:: ABOUT THIS EXERCISE ::
Reproduce only the top of the records, down to and including the line containing "pub use manager::DataManager;".

:: RECORDS SHOWN ::
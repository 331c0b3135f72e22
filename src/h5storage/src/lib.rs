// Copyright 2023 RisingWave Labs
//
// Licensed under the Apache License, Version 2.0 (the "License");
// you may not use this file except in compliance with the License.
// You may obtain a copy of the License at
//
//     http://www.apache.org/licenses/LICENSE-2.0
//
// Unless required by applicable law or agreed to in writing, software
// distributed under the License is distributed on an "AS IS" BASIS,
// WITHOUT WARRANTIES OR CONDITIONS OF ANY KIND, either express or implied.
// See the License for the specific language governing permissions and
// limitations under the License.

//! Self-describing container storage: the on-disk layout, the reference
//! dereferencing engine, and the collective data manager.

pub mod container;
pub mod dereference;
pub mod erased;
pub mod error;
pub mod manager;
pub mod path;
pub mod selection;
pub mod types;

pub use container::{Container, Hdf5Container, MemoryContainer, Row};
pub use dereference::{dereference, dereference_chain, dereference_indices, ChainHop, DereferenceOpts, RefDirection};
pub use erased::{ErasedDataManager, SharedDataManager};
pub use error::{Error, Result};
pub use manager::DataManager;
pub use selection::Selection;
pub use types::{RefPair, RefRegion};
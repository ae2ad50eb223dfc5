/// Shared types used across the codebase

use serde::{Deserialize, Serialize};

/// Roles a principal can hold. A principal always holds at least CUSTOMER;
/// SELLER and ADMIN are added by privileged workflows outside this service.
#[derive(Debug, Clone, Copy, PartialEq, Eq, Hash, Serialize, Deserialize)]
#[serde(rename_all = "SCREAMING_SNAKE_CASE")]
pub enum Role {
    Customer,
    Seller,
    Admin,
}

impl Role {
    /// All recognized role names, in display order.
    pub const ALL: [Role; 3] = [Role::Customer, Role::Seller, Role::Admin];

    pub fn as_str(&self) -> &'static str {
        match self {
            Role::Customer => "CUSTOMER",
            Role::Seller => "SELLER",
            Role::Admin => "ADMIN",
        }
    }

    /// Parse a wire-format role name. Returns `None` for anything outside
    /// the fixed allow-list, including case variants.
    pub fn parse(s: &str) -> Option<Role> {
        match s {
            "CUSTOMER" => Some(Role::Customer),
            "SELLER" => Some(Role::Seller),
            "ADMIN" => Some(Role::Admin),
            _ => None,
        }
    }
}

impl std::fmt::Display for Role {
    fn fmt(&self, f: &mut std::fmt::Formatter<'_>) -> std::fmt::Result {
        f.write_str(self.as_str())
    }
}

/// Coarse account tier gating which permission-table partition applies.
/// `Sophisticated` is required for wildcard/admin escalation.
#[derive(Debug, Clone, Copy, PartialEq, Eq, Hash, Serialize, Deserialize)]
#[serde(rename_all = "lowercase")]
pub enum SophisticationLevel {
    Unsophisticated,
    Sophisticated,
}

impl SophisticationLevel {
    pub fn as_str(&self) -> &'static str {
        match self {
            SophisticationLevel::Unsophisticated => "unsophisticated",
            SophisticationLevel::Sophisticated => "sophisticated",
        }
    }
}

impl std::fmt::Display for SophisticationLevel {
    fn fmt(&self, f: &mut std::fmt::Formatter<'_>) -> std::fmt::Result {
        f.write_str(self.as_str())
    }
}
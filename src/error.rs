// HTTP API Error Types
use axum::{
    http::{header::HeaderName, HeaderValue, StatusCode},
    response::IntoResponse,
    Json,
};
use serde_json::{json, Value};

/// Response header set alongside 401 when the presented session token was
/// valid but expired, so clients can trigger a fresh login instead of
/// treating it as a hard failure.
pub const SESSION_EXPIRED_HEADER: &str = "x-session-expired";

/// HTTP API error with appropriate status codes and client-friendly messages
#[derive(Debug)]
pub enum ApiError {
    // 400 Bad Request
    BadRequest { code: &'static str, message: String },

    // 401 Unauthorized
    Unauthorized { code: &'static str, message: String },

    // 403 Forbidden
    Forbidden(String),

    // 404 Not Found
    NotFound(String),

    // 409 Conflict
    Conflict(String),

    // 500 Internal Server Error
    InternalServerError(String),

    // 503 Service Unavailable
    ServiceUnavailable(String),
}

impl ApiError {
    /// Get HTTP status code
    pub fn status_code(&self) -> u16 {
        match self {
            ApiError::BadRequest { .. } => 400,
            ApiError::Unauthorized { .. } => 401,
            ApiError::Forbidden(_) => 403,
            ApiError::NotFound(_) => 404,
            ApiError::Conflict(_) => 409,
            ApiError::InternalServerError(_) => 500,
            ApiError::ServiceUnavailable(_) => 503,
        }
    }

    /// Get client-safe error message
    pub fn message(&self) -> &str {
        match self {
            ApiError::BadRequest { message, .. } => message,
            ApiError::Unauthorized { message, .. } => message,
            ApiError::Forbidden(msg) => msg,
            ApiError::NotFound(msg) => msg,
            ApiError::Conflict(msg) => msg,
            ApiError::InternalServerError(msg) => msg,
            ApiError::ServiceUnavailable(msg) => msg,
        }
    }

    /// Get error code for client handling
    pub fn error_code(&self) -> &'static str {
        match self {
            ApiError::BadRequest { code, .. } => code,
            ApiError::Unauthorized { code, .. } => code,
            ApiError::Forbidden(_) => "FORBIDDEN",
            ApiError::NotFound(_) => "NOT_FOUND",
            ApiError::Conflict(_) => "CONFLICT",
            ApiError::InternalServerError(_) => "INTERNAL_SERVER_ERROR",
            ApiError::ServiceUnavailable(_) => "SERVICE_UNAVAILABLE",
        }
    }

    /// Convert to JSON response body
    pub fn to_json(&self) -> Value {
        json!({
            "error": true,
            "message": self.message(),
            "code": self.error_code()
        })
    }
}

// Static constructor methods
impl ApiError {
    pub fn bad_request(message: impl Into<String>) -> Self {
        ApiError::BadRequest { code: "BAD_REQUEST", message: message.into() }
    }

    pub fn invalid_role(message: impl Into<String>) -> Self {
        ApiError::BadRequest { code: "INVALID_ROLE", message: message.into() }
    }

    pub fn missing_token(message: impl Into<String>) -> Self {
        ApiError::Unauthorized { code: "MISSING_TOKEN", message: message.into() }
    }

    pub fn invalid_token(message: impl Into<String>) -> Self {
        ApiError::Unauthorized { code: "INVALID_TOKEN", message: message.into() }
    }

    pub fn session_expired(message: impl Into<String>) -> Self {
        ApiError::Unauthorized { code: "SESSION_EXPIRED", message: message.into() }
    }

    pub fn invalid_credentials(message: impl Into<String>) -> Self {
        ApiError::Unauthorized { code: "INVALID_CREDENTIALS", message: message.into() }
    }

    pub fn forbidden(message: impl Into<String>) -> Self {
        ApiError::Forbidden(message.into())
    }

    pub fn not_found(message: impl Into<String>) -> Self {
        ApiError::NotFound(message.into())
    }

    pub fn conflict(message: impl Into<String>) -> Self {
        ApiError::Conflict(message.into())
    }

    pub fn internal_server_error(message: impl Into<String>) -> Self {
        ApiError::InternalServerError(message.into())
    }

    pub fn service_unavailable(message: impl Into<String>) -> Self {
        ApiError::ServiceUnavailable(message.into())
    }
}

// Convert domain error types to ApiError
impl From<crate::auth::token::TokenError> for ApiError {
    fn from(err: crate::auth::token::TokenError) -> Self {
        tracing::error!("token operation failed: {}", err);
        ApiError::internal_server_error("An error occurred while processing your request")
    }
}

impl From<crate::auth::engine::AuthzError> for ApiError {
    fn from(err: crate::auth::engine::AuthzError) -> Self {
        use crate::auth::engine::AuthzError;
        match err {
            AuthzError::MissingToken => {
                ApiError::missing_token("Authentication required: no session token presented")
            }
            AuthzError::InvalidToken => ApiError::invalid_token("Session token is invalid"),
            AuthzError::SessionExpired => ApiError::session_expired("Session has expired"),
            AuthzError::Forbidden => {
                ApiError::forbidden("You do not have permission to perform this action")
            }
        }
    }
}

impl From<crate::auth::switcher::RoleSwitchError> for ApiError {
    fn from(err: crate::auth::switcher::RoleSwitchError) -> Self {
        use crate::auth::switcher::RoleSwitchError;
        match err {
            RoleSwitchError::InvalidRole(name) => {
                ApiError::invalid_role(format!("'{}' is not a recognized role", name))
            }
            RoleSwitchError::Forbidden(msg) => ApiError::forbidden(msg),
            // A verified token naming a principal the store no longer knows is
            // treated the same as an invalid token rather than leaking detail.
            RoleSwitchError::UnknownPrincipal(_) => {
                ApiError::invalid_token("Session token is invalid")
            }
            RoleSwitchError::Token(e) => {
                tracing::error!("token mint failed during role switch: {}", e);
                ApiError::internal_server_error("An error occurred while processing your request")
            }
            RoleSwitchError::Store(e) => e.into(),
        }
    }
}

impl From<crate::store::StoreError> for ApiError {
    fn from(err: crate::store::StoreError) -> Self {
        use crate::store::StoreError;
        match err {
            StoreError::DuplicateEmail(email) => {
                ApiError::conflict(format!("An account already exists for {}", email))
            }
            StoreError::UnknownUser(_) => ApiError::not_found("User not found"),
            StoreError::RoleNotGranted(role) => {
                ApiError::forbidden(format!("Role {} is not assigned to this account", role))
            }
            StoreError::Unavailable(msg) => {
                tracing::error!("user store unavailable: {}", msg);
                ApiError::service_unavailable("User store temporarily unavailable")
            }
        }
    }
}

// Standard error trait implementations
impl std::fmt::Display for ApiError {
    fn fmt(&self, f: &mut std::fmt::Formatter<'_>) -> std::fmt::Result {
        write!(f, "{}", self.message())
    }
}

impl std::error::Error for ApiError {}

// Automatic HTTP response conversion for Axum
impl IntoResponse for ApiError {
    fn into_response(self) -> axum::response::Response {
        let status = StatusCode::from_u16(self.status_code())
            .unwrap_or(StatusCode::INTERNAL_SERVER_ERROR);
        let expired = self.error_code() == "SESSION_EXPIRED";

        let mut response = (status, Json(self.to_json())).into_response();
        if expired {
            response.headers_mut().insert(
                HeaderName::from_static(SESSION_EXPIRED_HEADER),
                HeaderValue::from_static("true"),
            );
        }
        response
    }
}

:: RESPONSE AREA ::
repository 331c0b3135f72e22
filename src/h5storage/src/lib.rs
// Copyright 2023 RisingWave Labs
//
// Licensed under the Apache License, Version 2.0 (the "License");
// you may not use this file except in compliance with the License.
// You may obtain a copy of the License at
//
//     http://www.apache.org/licenses/LICENSE-2.0
//
// Unless required by applicable law or agreed to in writing, software
// distributed under the License is distributed on an "AS IS" BASIS,
// WITHOUT WARRANTIES OR CONDITIONS OF ANY KIND, either express or implied.
// See the License for the specific language governing permissions and
// limitations under the License.

//! Self-describing container storage: the on-disk layout, the reference
//! dereferencing engine, and the collective data manager.

pub mod container;
pub mod dereference;
pub mod erased;
pub mod error;
pub mod manager;
pub mod path;
pub mod selection;
pub mod types;

pub use container::{Container, Hdf5Container, MemoryContainer, Row};
pub use dereference::{dereference, dereference_chain, dereference_indices, ChainHop, DereferenceOpts, RefDirection};
pub use erased::{ErasedDataManager, SharedDataManager};
pub use error::{Error, Result};
pub use manager::DataManager;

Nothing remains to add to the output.